まあ、何もない、ただのブラフなんだが。それでも、こういった真剣勝負の場合では以外にも効果的だったりする。前にも青華を捲いた時にも使った手だ。
作れるのはほんの少しの隙。
だが、それで充分。
それでも余るくらいだ。
いつもならこうはいかないが、今は切羽詰まったギリギリの状態。突っ込むのにも全力の力を込める。出し惜しみなんかしている余裕は無いのである。
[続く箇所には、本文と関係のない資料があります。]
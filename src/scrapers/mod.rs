pub mod browser;
pub mod extractor;
pub mod product;
pub mod snapshot;
pub mod traits;
pub mod types;
pub mod wait;

pub use browser::ChromeSession;
pub use extractor::FieldExtractor;
pub use product::ProductScraper;
pub use snapshot::SnapshotPage;
pub use traits::PageSession;
pub use types::{Locator, Role, SelectorMap};
pub use wait::PollWait;
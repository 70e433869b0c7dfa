use headless_chrome::{Browser, LaunchOptions, Tab};
use serde::Deserialize;
use serde_json::json;
use std::ffi::{OsStr, OsString};
use std::sync::Arc;
use tracing::{debug, info};

use crate::config::BrowserConfig;
use crate::error::{Result, ScoutError};
use crate::scrapers::traits::PageSession;
use crate::scrapers::types::Locator;

/// Page session backed by headless Chrome
pub struct ChromeSession {
    // Dropping the browser kills the Chrome process, so it lives as long as the tab
    _browser: Browser,
    tab: Arc<Tab>,
}

impl ChromeSession {
    /// Launch Chrome with the configured window, locale and privacy flags
    pub fn launch(config: &BrowserConfig) -> Result<Self> {
        info!("Launching headless Chrome...");

        let args = launch_args(config);
        let options = LaunchOptions::default_builder()
            .headless(config.headless)
            .sandbox(config.sandbox)
            .window_size(Some((config.window_width, config.window_height)))
            .path(config.chrome_path.clone())
            .args(args.iter().map(OsString::as_os_str).collect::<Vec<&OsStr>>())
            .build()
            .map_err(|e| ScoutError::BrowserLaunch(format!("invalid launch options: {}", e)))?;

        let browser =
            Browser::new(options).map_err(|e| ScoutError::BrowserLaunch(e.to_string()))?;

        let tab = browser
            .new_tab()
            .map_err(|e| ScoutError::BrowserLaunch(format!("failed to open tab: {}", e)))?;

        if let Some(user_agent) = &config.user_agent {
            tab.set_user_agent(user_agent, Some(config.lang.as_str()), None)
                .map_err(|e| ScoutError::Session(format!("failed to set user agent: {}", e)))?;
        }

        Ok(Self {
            _browser: browser,
            tab,
        })
    }
}

impl PageSession for ChromeSession {
    fn navigate(&self, url: &str) -> Result<()> {
        info!("Opening {}", url);

        let navigation_error = |e: anyhow::Error| ScoutError::Navigation {
            url: url.to_string(),
            message: e.to_string(),
        };
        self.tab.navigate_to(url).map_err(navigation_error)?;
        self.tab.wait_until_navigated().map_err(navigation_error)?;

        Ok(())
    }

    fn visible_text(&self, locator: &Locator) -> Result<Option<String>> {
        let result = self
            .tab
            .evaluate(&probe_script(locator), false)
            .map_err(|e| ScoutError::Session(format!("probe for {} failed: {}", locator, e)))?;

        let text = parse_probe(result.value)?;
        debug!("{} -> {:?}", locator, text);
        Ok(text)
    }

    fn session_name(&self) -> &'static str {
        "chrome"
    }
}

/// Chrome command-line flags for the configured session
pub(crate) fn launch_args(config: &BrowserConfig) -> Vec<OsString> {
    let mut args = vec![OsString::from(format!("--lang={}", config.lang))];

    if config.incognito {
        args.push(OsString::from("--incognito"));
    }
    if config.disable_notifications {
        args.push(OsString::from("--disable-notifications"));
    }
    if config.disable_gpu {
        args.push(OsString::from("--disable-gpu"));
    }

    args
}

#[derive(Debug, Deserialize)]
struct ProbeOutcome {
    text: Option<String>,
    error: Option<String>,
}

/// Script that finds the element and returns its text only if it is rendered.
/// The result is a JSON string so it always comes back by value.
pub(crate) fn probe_script(locator: &Locator) -> String {
    let lookup = match locator {
        Locator::Css(_) => "document.querySelector(query)",
        Locator::Xpath(_) => {
            "document.evaluate(query, document, null, XPathResult.FIRST_ORDERED_NODE_TYPE, null).singleNodeValue"
        }
    };

    format!(
        r#"
        (() => {{
            const query = {query};
            try {{
                const el = {lookup};
                if (!el || el.nodeType !== Node.ELEMENT_NODE) {{
                    return JSON.stringify({{ text: null }});
                }}
                const style = window.getComputedStyle(el);
                const rendered = el.offsetWidth > 0 || el.offsetHeight > 0 || el.getClientRects().length > 0;
                if (!rendered || style.visibility === 'hidden' || style.display === 'none') {{
                    return JSON.stringify({{ text: null }});
                }}
                return JSON.stringify({{ text: el.innerText }});
            }} catch (e) {{
                return JSON.stringify({{ error: e.message }});
            }}
        }})()
        "#,
        query = json!(locator.as_str()),
        lookup = lookup,
    )
}

fn parse_probe(value: Option<serde_json::Value>) -> Result<Option<String>> {
    let raw = match value {
        Some(serde_json::Value::String(raw)) => raw,
        other => {
            return Err(ScoutError::Session(format!(
                "unexpected probe result: {:?}",
                other
            )))
        }
    };

    let outcome: ProbeOutcome = serde_json::from_str(&raw)
        .map_err(|e| ScoutError::Session(format!("malformed probe result: {}", e)))?;

    if let Some(error) = outcome.error {
        return Err(ScoutError::Session(format!("probe script error: {}", error)));
    }

    Ok(outcome.text.map(|text| text.trim().to_string()))
}
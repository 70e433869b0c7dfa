use std::path::PathBuf;
use std::time::Duration;
use thiserror::Error;

use crate::scrapers::types::{Locator, Role};

#[derive(Error, Debug)]
pub enum ScoutError {
    #[error("Failed to launch browser: {0}")]
    BrowserLaunch(String),

    #[error("Navigation to {url} failed: {message}")]
    Navigation { url: String, message: String },

    #[error("Element '{role}' ({locator}) not visible after {waited:?}")]
    ElementTimeout {
        role: Role,
        locator: Locator,
        waited: Duration,
    },

    #[error("Browser session error: {0}")]
    Session(String),

    #[error("Locator {0} is not supported by this page session")]
    UnsupportedLocator(Locator),

    #[error("Failed to load table from {}: {message}", .path.display())]
    Load { path: PathBuf, message: String },

    #[error("Failed to write table to {}: {message}", .path.display())]
    Write { path: PathBuf, message: String },

    #[error("Unsupported output format: {}", .path.display())]
    UnsupportedFormat { path: PathBuf },

    #[error("Configuration error: {0}")]
    Config(#[from] config::ConfigError),

    #[error("IO error: {0}")]
    Io(#[from] std::io::Error),
}

pub type Result<T> = std::result::Result<T, ScoutError>;
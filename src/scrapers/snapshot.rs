use scraper::{ElementRef, Html, Selector};
use std::path::Path;
use tracing::{debug, info};

use crate::error::{Result, ScoutError};
use crate::scrapers::traits::PageSession;
use crate::scrapers::types::Locator;

/// Page session over a saved HTML document.
///
/// Nothing is rendered, so "visible" means present and not hidden through the
/// `hidden` attribute or an inline `display: none` / `visibility: hidden`
/// style on the element or one of its ancestors. Only CSS locators work.
pub struct SnapshotPage {
    document: Html,
}

impl SnapshotPage {
    pub fn from_html(html: &str) -> Self {
        Self {
            document: Html::parse_document(html),
        }
    }

    pub fn from_file(path: &Path) -> Result<Self> {
        info!("Reading page snapshot from {}", path.display());
        let html = std::fs::read_to_string(path)?;
        Ok(Self::from_html(&html))
    }
}

impl PageSession for SnapshotPage {
    fn navigate(&self, url: &str) -> Result<()> {
        debug!("Snapshot page ignores navigation to {}", url);
        Ok(())
    }

    fn visible_text(&self, locator: &Locator) -> Result<Option<String>> {
        let selector = match locator {
            Locator::Css(css) => Selector::parse(css).map_err(|e| {
                ScoutError::Session(format!("Invalid CSS selector '{}': {:?}", css, e))
            })?,
            Locator::Xpath(_) => return Err(ScoutError::UnsupportedLocator(locator.clone())),
        };

        let text = self
            .document
            .select(&selector)
            .next()
            .filter(|element| !is_hidden(element))
            .map(|element| {
                element
                    .text()
                    .collect::<Vec<_>>()
                    .join(" ")
                    .split_whitespace()
                    .collect::<Vec<_>>()
                    .join(" ")
            });

        Ok(text)
    }

    fn session_name(&self) -> &'static str {
        "snapshot"
    }
}

fn is_hidden(element: &ElementRef) -> bool {
    std::iter::once(*element)
        .chain(element.ancestors().filter_map(ElementRef::wrap))
        .any(|el| {
            let node = el.value();
            if node.attr("hidden").is_some() {
                return true;
            }
            node.attr("style")
                .map(|style| {
                    let style: String = style.chars().filter(|c| !c.is_whitespace()).collect();
                    let style = style.to_ascii_lowercase();
                    style.contains("display:none") || style.contains("visibility:hidden")
                })
                .unwrap_or(false)
        })
}
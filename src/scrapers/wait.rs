use std::thread;
use std::time::{Duration, Instant};
use tracing::debug;

use crate::error::Result;

/// Bounded wait: polls a probe at a fixed interval until it yields a value
/// or the timeout runs out.
///
/// A probe returns `Ok(None)` while the thing it looks for is not there yet;
/// that is the only retryable outcome. `Err` ends the wait immediately.
#[derive(Debug, Clone, Copy, PartialEq, Eq)]
pub struct PollWait {
    timeout: Duration,
    interval: Duration,
}

impl PollWait {
    pub fn new(timeout: Duration, interval: Duration) -> Self {
        Self { timeout, interval }
    }

    pub fn timeout(&self) -> Duration {
        self.timeout
    }

    pub fn interval(&self) -> Duration {
        self.interval
    }

    /// Poll until `probe` returns a value. `Ok(None)` means the timeout
    /// elapsed without one.
    pub fn poll<T, F>(&self, mut probe: F) -> Result<Option<T>>
    where
        F: FnMut() -> Result<Option<T>>,
    {
        let start = Instant::now();
        let mut attempts = 0u32;

        loop {
            attempts += 1;
            if let Some(value) = probe()? {
                debug!("Probe succeeded after {} attempt(s)", attempts);
                return Ok(Some(value));
            }

            let elapsed = start.elapsed();
            if elapsed >= self.timeout {
                debug!("Probe gave up after {} attempt(s) ({:?})", attempts, elapsed);
                return Ok(None);
            }

            thread::sleep(self.interval.min(self.timeout - elapsed));
        }
    }
}

impl Default for PollWait {
    fn default() -> Self {
        Self::new(Duration::from_secs(10), Duration::from_secs(1))
    }
}
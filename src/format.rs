//! Record formatting: price normalization and capture timestamps.

use chrono::{Local, NaiveDateTime};

pub const TIMESTAMP_FORMAT: &str = "%d/%m/%Y %H:%M:%S";

/// Strip everything but ASCII digits and commas, then turn commas into dots.
///
/// `"R$ 129,90"` becomes `"129.90"`. The comma is assumed to be the decimal
/// separator: dots are dropped (`"12.34"` -> `"1234"`) and a price with
/// several commas keeps all of them as dots (`"1,234,56"` -> `"1.234.56"`).
// TODO: thousands-grouped prices with more than one comma come out malformed;
// fixing it changes the values already in existing sheets, so it needs a
// migration of old rows first.
pub fn format_price(raw: &str) -> String {
    raw.chars()
        .filter(|c| c.is_ascii_digit() || *c == ',')
        .map(|c| if c == ',' { '.' } else { c })
        .collect()
}

/// Source of the capture time
pub trait Clock {
    fn now(&self) -> NaiveDateTime;
}

/// Wall clock in the local timezone
#[derive(Debug, Default, Clone, Copy)]
pub struct SystemClock;

impl Clock for SystemClock {
    fn now(&self) -> NaiveDateTime {
        Local::now().naive_local()
    }
}

/// Always returns the same instant
#[derive(Debug, Clone, Copy)]
pub struct FixedClock(pub NaiveDateTime);

impl Clock for FixedClock {
    fn now(&self) -> NaiveDateTime {
        self.0
    }
}

pub fn timestamp(clock: &dyn Clock) -> String {
    clock.now().format(TIMESTAMP_FORMAT).to_string()
}
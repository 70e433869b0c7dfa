use tracing::info;

use crate::error::Result;
use crate::format::{format_price, timestamp, Clock};
use crate::models::ProductRecord;
use crate::scrapers::extractor::FieldExtractor;
use crate::scrapers::traits::PageSession;
use crate::scrapers::types::SelectorMap;
use crate::scrapers::wait::PollWait;

/// Scrapes one product page into a `ProductRecord`
pub struct ProductScraper<'a> {
    session: &'a dyn PageSession,
    selectors: &'a SelectorMap,
    wait: PollWait,
    clock: &'a dyn Clock,
}

impl<'a> ProductScraper<'a> {
    pub fn new(
        session: &'a dyn PageSession,
        selectors: &'a SelectorMap,
        wait: PollWait,
        clock: &'a dyn Clock,
    ) -> Self {
        Self {
            session,
            selectors,
            wait,
            clock,
        }
    }

    /// Navigate to `url` and read description, price and availability.
    /// Description and price are required; the buy button is optional.
    pub fn scrape(&self, url: &str) -> Result<ProductRecord> {
        info!("Scraping {} via {} session", url, self.session.session_name());
        self.session.navigate(url)?;

        let extractor = FieldExtractor::new(self.session, self.selectors, self.wait);
        let description = extractor.description()?;
        let raw_price = extractor.price()?;
        let availability = extractor.availability()?;

        let record = ProductRecord {
            description,
            price: format_price(&raw_price),
            captured_at: timestamp(self.clock),
            availability,
            url: url.to_string(),
        };

        info!(
            "{} | {} -> {} | available: {}",
            record.description, raw_price, record.price, record.availability
        );
        Ok(record)
    }
}
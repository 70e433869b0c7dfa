use tracing::{debug, info};

use crate::error::{Result, ScoutError};
use crate::models::Availability;
use crate::scrapers::traits::PageSession;
use crate::scrapers::types::{Role, SelectorMap};
use crate::scrapers::wait::PollWait;

/// Reads the product fields from a loaded page
pub struct FieldExtractor<'a> {
    session: &'a dyn PageSession,
    selectors: &'a SelectorMap,
    wait: PollWait,
}

impl<'a> FieldExtractor<'a> {
    pub fn new(session: &'a dyn PageSession, selectors: &'a SelectorMap, wait: PollWait) -> Self {
        Self {
            session,
            selectors,
            wait,
        }
    }

    /// Text of an element that must be on every product page.
    /// Fails with `ElementTimeout` if it never becomes visible.
    pub fn require_text(&self, role: Role) -> Result<String> {
        let locator = self.selectors.get(role);
        debug!("Waiting for {} ({})", role, locator);

        self.wait
            .poll(|| self.session.visible_text(locator))?
            .ok_or_else(|| ScoutError::ElementTimeout {
                role,
                locator: locator.clone(),
                waited: self.wait.timeout(),
            })
    }

    /// Whether an element becomes visible within the wait window
    pub fn is_present(&self, role: Role) -> Result<bool> {
        let locator = self.selectors.get(role);
        debug!("Checking presence of {} ({})", role, locator);

        let found = self
            .wait
            .poll(|| Ok(self.session.visible_text(locator)?.map(|_| ())))?;
        Ok(found.is_some())
    }

    pub fn description(&self) -> Result<String> {
        self.require_text(Role::Description)
    }

    pub fn price(&self) -> Result<String> {
        self.require_text(Role::Price)
    }

    pub fn availability(&self) -> Result<Availability> {
        let availability = Availability::from_presence(self.is_present(Role::BuyButton)?);
        info!("Buy button check: {}", availability);
        Ok(availability)
    }
}

#[cfg(test)]
mod tests {
    use super::*;
    use crate::scrapers::traits::MockPageSession;
    use crate::scrapers::types::Locator;
    use mockall::predicate::eq;
    use std::time::Duration;

    fn quick_wait() -> PollWait {
        PollWait::new(Duration::from_millis(30), Duration::from_millis(5))
    }

    #[test]
    fn test_require_text_returns_visible_text() {
        let selectors = SelectorMap::default();
        let mut session = MockPageSession::new();
        session
            .expect_visible_text()
            .with(eq(selectors.description.clone()))
            .times(1)
            .returning(|_| Ok(Some("Creatina Monohidratada 250g".to_string())));

        let extractor = FieldExtractor::new(&session, &selectors, quick_wait());
        assert_eq!(extractor.description().unwrap(), "Creatina Monohidratada 250g");
    }

    #[test]
    fn test_require_text_waits_for_late_element() {
        let selectors = SelectorMap::default();
        let mut session = MockPageSession::new();
        let mut calls = 0;
        session.expect_visible_text().returning(move |_| {
            calls += 1;
            Ok((calls >= 3).then(|| "R$ 89,90".to_string()))
        });

        let extractor = FieldExtractor::new(&session, &selectors, quick_wait());
        assert_eq!(extractor.price().unwrap(), "R$ 89,90");
    }

    #[test]
    fn test_missing_required_element_times_out() {
        let selectors = SelectorMap::default();
        let mut session = MockPageSession::new();
        session.expect_visible_text().returning(|_| Ok(None));

        let extractor = FieldExtractor::new(&session, &selectors, quick_wait());
        match extractor.price() {
            Err(ScoutError::ElementTimeout { role, locator, waited }) => {
                assert_eq!(role, Role::Price);
                assert_eq!(locator, selectors.price);
                assert_eq!(waited, Duration::from_millis(30));
            }
            other => panic!("expected ElementTimeout, got {:?}", other),
        }
    }

    #[test]
    fn test_buy_button_present_is_sim() {
        let selectors = SelectorMap::default();
        let mut session = MockPageSession::new();
        session
            .expect_visible_text()
            .with(eq(selectors.buy_button.clone()))
            .returning(|_| Ok(Some("Comprar".to_string())));

        let extractor = FieldExtractor::new(&session, &selectors, quick_wait());
        let availability = extractor.availability().unwrap();
        assert_eq!(availability, Availability::Available);
        assert_eq!(availability.to_string(), "SIM");
    }

    #[test]
    fn test_buy_button_absent_is_nao() {
        let selectors = SelectorMap::default();
        let mut session = MockPageSession::new();
        session.expect_visible_text().returning(|_| Ok(None));

        let extractor = FieldExtractor::new(&session, &selectors, quick_wait());
        let availability = extractor.availability().unwrap();
        assert_eq!(availability, Availability::Unavailable);
        assert_eq!(availability.to_string(), "NÃO");
    }

    #[test]
    fn test_session_failure_is_not_treated_as_absence() {
        let selectors = SelectorMap::default();
        let mut session = MockPageSession::new();
        session
            .expect_visible_text()
            .times(1)
            .returning(|_| Err(ScoutError::Session("target closed".to_string())));

        let extractor = FieldExtractor::new(&session, &selectors, quick_wait());
        assert!(matches!(
            extractor.availability(),
            Err(ScoutError::Session(_))
        ));
    }

    #[test]
    fn test_custom_selector_map_is_used() {
        let selectors = SelectorMap {
            description: Locator::xpath("//h1"),
            ..SelectorMap::default()
        };
        let mut session = MockPageSession::new();
        session
            .expect_visible_text()
            .with(eq(Locator::xpath("//h1")))
            .returning(|_| Ok(Some("Whey".to_string())));

        let extractor = FieldExtractor::new(&session, &selectors, quick_wait());
        assert_eq!(extractor.description().unwrap(), "Whey");
    }
}
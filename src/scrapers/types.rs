use serde::{Deserialize, Serialize};
use std::fmt;

/// Page element the extractor looks for
#[derive(Debug, Clone, Copy, PartialEq, Eq, Hash, Serialize, Deserialize)]
#[serde(rename_all = "snake_case")]
pub enum Role {
    Description,
    Price,
    BuyButton,
}

impl fmt::Display for Role {
    fn fmt(&self, f: &mut fmt::Formatter<'_>) -> fmt::Result {
        let name = match self {
            Role::Description => "description",
            Role::Price => "price",
            Role::BuyButton => "buy_button",
        };
        f.write_str(name)
    }
}

/// How to find an element on the page
#[derive(Debug, Clone, PartialEq, Eq, Serialize, Deserialize)]
#[serde(rename_all = "lowercase")]
pub enum Locator {
    Css(String),
    Xpath(String),
}

impl Locator {
    pub fn css(selector: impl Into<String>) -> Self {
        Locator::Css(selector.into())
    }

    pub fn xpath(expression: impl Into<String>) -> Self {
        Locator::Xpath(expression.into())
    }

    pub fn as_str(&self) -> &str {
        match self {
            Locator::Css(s) | Locator::Xpath(s) => s,
        }
    }
}

impl fmt::Display for Locator {
    fn fmt(&self, f: &mut fmt::Formatter<'_>) -> fmt::Result {
        match self {
            Locator::Css(s) => write!(f, "css `{}`", s),
            Locator::Xpath(s) => write!(f, "xpath `{}`", s),
        }
    }
}

/// Locators for every role, keyed by what the element means on a product page.
///
/// Defaults follow the Growth Supplements product page markup. Attribute
/// selectors are used instead of class selectors so the class attribute has
/// to match exactly, like `@class="..."` in XPath.
#[derive(Debug, Clone, PartialEq, Serialize, Deserialize)]
#[serde(default)]
pub struct SelectorMap {
    pub description: Locator,
    pub price: Locator,
    pub buy_button: Locator,
}

impl SelectorMap {
    pub fn get(&self, role: Role) -> &Locator {
        match role {
            Role::Description => &self.description,
            Role::Price => &self.price,
            Role::BuyButton => &self.buy_button,
        }
    }
}

impl Default for SelectorMap {
    fn default() -> Self {
        Self {
            description: Locator::css(r#"h1[class="topoDetalhe-boxRight-nome"]"#),
            price: Locator::css(r#"span[class="topoDetalhe-boxRight-precoDe show-for-large"]"#),
            buy_button: Locator::css(
                r#"div[class="botao-de-compra"] button[class="botaoComprar"]"#,
            ),
        }
    }
}
// End-to-end runs of the scout pipeline against saved product pages.
//
// Pages are served through SnapshotPage so no Chrome install is needed.

use chrono::NaiveDate;
use product_scout::config::WaitConfig;
use product_scout::format::FixedClock;
use product_scout::models::COLUMNS;
use product_scout::scrapers::SnapshotPage;
use product_scout::storage::{load_table, Table};
use product_scout::{run, Availability, ProductRecord, ScoutConfig, ScoutError};
use std::path::Path;
use tempfile::tempdir;

const URL: &str =
    "https://www.gsuplementos.com.br/creatina-monohidratada-250gr-growth-supplements-p985931";

fn product_page(buy_button: bool) -> String {
    let button = if buy_button {
        r#"<div class="botao-de-compra"><button class="botaoComprar">Comprar</button></div>"#
    } else {
        r#"<div class="botao-de-compra"><span class="avise-me">Avise-me</span></div>"#
    };

    format!(
        r#"
        <html lang="pt-BR">
            <body>
                <div class="topoDetalhe-boxRight">
                    <h1 class="topoDetalhe-boxRight-nome">Creatina Monohidratada 250g</h1>
                    <span class="topoDetalhe-boxRight-precoDe show-for-large">R$ 89,90</span>
                    {button}
                </div>
            </body>
        </html>
        "#
    )
}

fn test_config() -> ScoutConfig {
    ScoutConfig {
        product_url: URL.to_string(),
        wait: WaitConfig {
            timeout_ms: 50,
            poll_interval_ms: 10,
        },
        ..ScoutConfig::default()
    }
}

fn clock(minute: u32) -> FixedClock {
    FixedClock(
        NaiveDate::from_ymd_opt(2024, 3, 7)
            .unwrap()
            .and_hms_opt(8, minute, 9)
            .unwrap(),
    )
}

fn scrape_into(path: &Path, buy_button: bool, minute: u32) -> product_scout::Result<ProductRecord> {
    let page = SnapshotPage::from_html(&product_page(buy_button));
    run(&test_config(), &page, &clock(minute), path)
}

#[test]
fn test_end_to_end_available_product() -> anyhow::Result<()> {
    let dir = tempdir()?;
    let path = dir.path().join("dados.xlsx");

    let record = scrape_into(&path, true, 5)?;

    assert_eq!(
        record,
        ProductRecord {
            description: "Creatina Monohidratada 250g".to_string(),
            price: "89.90".to_string(),
            captured_at: "07/03/2024 08:05:09".to_string(),
            availability: Availability::Available,
            url: URL.to_string(),
        }
    );
    Ok(())
}

#[test]
fn test_first_run_creates_single_row_workbook() -> anyhow::Result<()> {
    let dir = tempdir()?;
    let path = dir.path().join("dados.xlsx");

    let record = scrape_into(&path, true, 5)?;
    let table = load_table(&path)?.expect("workbook should exist");

    assert_eq!(table.headers, COLUMNS.to_vec());
    assert_eq!(table.len(), 1);
    assert_eq!(table.rows[0], record.to_row().to_vec());
    Ok(())
}

#[test]
fn test_reruns_append_duplicate_rows() -> anyhow::Result<()> {
    let dir = tempdir()?;
    let path = dir.path().join("dados.xlsx");

    scrape_into(&path, true, 5)?;
    scrape_into(&path, false, 6)?;
    let before = load_table(&path)?.expect("workbook should exist");

    let record = scrape_into(&path, true, 7)?;
    let after = load_table(&path)?.expect("workbook should exist");

    assert_eq!(after.headers, before.headers);
    assert_eq!(after.len(), before.len() + 1);
    assert_eq!(&after.rows[..before.len()], &before.rows[..]);
    assert_eq!(after.rows[before.len()], record.to_row().to_vec());

    // Same URL every time, no deduplication
    assert!(after.rows.iter().all(|row| row[4] == URL));
    assert_eq!(after.rows[1][3], "NÃO");
    Ok(())
}

#[test]
fn test_missing_buy_button_is_nao() -> anyhow::Result<()> {
    let dir = tempdir()?;
    let path = dir.path().join("dados.csv");

    let record = scrape_into(&path, false, 5)?;

    assert_eq!(record.availability, Availability::Unavailable);
    let table = load_table(&path)?.expect("csv should exist");
    assert_eq!(table.rows[0][3], "NÃO");
    Ok(())
}

#[test]
fn test_missing_title_persists_nothing() -> anyhow::Result<()> {
    let dir = tempdir()?;
    let path = dir.path().join("dados.xlsx");
    let page = SnapshotPage::from_html("<html><body><p>Página não encontrada</p></body></html>");

    let result = run(&test_config(), &page, &clock(5), &path);

    assert!(matches!(result, Err(ScoutError::ElementTimeout { .. })));
    assert!(!path.exists());
    Ok(())
}

#[test]
fn test_corrupt_output_is_not_overwritten() -> anyhow::Result<()> {
    let dir = tempdir()?;
    let path = dir.path().join("dados.xlsx");
    std::fs::write(&path, b"not a workbook")?;

    let result = scrape_into(&path, true, 5);

    assert!(matches!(result, Err(ScoutError::Load { .. })));
    assert_eq!(std::fs::read(&path)?, b"not a workbook");
    Ok(())
}

#[test]
fn test_existing_table_column_order_is_kept() -> anyhow::Result<()> {
    let dir = tempdir()?;
    let path = dir.path().join("dados.csv");
    std::fs::write(
        &path,
        "Link do Produto,Preço,Descrição do Item,Data Hora,Disponível para Compra?\n\
         https://old,10.00,Antigo,01/01/2024 00:00:00,SIM\n",
    )?;

    scrape_into(&path, true, 5)?;
    let table: Table = load_table(&path)?.expect("csv should exist");

    assert_eq!(table.headers[0], "Link do Produto");
    assert_eq!(
        table.rows[0],
        vec!["https://old", "10.00", "Antigo", "01/01/2024 00:00:00", "SIM"]
    );
    assert_eq!(
        table.rows[1],
        vec![URL, "89.90", "Creatina Monohidratada 250g", "07/03/2024 08:05:09", "SIM"]
    );
    Ok(())
}

#[test]
fn test_unknown_output_format_fails_before_scraping() {
    let dir = tempdir().unwrap();
    let path = dir.path().join("dados.json");

    let result = scrape_into(&path, true, 5);

    assert!(matches!(result, Err(ScoutError::UnsupportedFormat { .. })));
    assert!(!path.exists());
}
霊力を固めて殴り飛ばすのでは間に合わない。遠距離攻撃より、近接攻撃の方が速いし強い。
一気に距離が詰まる。
「——っ!」
驚いた——のは俺の方だった。
息をするのも苦しい状態で息を呑んだ。
後ろを向いているウルスの腕がこちらに向いていたのだ。
チイッ、青華のようにはいかないか……!
オレンジ色の粒子が収縮する。
ダメだ、避けられない。この勢いじゃ方向も変えられない。
「くっ」
せめて防御くらいは!
攻撃用に霊力を溜めていた腕で防御の構えをとる。
ドッ、と強い衝撃が体を襲う。
ダメージは少なくても勢いや衝撃は消せない。
「また距離を取られんのは面倒だからなア……ヲイ!」
爆発に飲み込まれた、が、吹き飛びはしなかった。いや、吹き飛ばされなかった、のだ。
作為的に、故意的に。
「そオら、まずはそのうざってエ脚からぶっ潰してやる」
ウルスが棒を振り上げ、振り下ろす——と同時に、乾いた轟音が二人しかいなかったはずの校庭に響いた。
甲高い金属音と共にウルスの〝武器〟が弾き飛ばされる。
そして歩いてくる一つの影。
「まったく、私一人の為だけにこんなことして——」
聞き慣れた可愛らしい高い声。
俺とウルスの間に青い氷の壁が展開される。